▸ Work request: One range is to be output from the listing below, exactly as written: the line with "filename src/cli/serve/response.rs" to the line with "let response = Response::empty(StatusCode(301))", both kept.

▸ Data excerpts:
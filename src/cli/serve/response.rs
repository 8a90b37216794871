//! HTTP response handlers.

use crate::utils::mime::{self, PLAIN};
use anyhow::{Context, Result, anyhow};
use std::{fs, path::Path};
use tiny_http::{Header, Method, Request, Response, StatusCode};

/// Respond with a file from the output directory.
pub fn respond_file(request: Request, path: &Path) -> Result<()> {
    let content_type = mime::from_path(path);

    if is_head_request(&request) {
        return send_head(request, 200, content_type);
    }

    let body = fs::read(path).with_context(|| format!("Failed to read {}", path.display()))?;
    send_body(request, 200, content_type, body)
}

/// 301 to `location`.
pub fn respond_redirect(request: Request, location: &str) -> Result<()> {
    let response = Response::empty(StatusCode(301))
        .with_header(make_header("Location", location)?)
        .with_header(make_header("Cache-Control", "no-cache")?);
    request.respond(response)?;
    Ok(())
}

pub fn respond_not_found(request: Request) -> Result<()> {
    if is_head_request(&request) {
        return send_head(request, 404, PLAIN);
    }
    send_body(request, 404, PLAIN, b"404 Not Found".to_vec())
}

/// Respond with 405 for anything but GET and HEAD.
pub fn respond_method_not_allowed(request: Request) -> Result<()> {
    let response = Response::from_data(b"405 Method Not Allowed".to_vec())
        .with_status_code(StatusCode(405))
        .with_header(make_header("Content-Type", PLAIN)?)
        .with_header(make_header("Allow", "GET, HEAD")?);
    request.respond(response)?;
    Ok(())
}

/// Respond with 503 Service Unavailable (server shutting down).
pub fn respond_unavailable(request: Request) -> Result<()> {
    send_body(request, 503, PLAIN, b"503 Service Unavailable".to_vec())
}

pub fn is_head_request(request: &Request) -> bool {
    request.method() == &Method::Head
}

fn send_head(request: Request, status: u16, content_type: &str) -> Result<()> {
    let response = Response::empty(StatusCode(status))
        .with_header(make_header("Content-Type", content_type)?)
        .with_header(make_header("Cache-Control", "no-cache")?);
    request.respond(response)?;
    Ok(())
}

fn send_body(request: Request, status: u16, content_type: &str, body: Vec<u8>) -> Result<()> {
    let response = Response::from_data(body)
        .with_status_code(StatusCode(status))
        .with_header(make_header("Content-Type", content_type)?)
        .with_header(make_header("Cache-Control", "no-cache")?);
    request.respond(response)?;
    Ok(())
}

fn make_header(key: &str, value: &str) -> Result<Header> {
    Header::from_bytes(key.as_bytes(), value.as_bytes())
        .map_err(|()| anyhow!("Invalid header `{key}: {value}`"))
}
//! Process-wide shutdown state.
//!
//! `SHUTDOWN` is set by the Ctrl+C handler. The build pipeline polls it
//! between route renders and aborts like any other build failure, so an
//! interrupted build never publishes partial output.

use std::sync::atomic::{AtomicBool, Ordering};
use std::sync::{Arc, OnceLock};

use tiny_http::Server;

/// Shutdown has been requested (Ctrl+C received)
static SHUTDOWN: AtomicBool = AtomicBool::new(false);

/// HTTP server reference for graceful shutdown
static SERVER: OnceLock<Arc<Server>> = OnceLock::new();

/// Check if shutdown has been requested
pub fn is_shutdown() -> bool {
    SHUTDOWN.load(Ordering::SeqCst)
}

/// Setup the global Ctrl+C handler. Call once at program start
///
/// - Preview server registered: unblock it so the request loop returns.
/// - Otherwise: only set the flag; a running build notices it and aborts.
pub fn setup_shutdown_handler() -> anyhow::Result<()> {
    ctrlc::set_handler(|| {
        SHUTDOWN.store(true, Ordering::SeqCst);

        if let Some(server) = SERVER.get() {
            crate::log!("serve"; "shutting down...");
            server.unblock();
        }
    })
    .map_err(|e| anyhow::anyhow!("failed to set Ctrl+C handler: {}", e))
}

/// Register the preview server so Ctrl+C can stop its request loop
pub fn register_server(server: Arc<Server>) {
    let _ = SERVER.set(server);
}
==
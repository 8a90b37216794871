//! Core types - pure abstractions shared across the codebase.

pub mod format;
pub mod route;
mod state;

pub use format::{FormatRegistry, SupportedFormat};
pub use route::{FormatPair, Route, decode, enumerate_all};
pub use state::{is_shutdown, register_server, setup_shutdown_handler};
==
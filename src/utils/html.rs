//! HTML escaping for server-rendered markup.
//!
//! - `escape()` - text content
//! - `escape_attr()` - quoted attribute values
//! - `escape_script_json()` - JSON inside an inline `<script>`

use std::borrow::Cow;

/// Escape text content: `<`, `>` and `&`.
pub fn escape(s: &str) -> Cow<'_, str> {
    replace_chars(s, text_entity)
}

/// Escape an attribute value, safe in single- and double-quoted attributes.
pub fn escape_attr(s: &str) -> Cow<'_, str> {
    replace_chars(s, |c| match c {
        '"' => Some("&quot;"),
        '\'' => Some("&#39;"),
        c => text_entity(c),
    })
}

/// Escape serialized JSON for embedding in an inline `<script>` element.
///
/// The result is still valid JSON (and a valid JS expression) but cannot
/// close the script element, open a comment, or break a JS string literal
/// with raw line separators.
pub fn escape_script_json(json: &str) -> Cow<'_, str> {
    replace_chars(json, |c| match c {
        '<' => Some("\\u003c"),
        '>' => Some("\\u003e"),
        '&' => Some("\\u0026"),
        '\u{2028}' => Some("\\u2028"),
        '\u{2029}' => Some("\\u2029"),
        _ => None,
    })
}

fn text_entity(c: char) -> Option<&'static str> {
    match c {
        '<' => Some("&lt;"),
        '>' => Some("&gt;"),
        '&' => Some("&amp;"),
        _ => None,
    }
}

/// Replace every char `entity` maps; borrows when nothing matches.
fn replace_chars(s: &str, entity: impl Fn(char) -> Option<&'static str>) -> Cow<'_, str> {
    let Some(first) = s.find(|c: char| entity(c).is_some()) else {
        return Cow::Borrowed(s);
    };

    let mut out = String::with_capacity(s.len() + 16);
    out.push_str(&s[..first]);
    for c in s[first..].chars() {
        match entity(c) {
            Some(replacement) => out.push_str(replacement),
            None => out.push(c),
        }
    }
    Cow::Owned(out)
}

▸ Task solution:
filename src/cli/serve/response.rs
repository 8a90b37216794871
//! HTTP response handlers.

use crate::utils::mime::{self, PLAIN};
use anyhow::{Context, Result, anyhow};
use std::{fs, path::Path};
use tiny_http::{Header, Method, Request, Response, StatusCode};

/// Respond with a file from the output directory.
pub fn respond_file(request: Request, path: &Path) -> Result<()> {
    let content_type = mime::from_path(path);

    if is_head_request(&request) {
        return send_head(request, 200, content_type);
    }

    let body = fs::read(path).with_context(|| format!("Failed to read {}", path.display()))?;
    send_body(request, 200, content_type, body)
}

/// 301 to `location`.
pub fn respond_redirect(request: Request, location: &str) -> Result<()> {
    let response = Response::empty(StatusCode(301))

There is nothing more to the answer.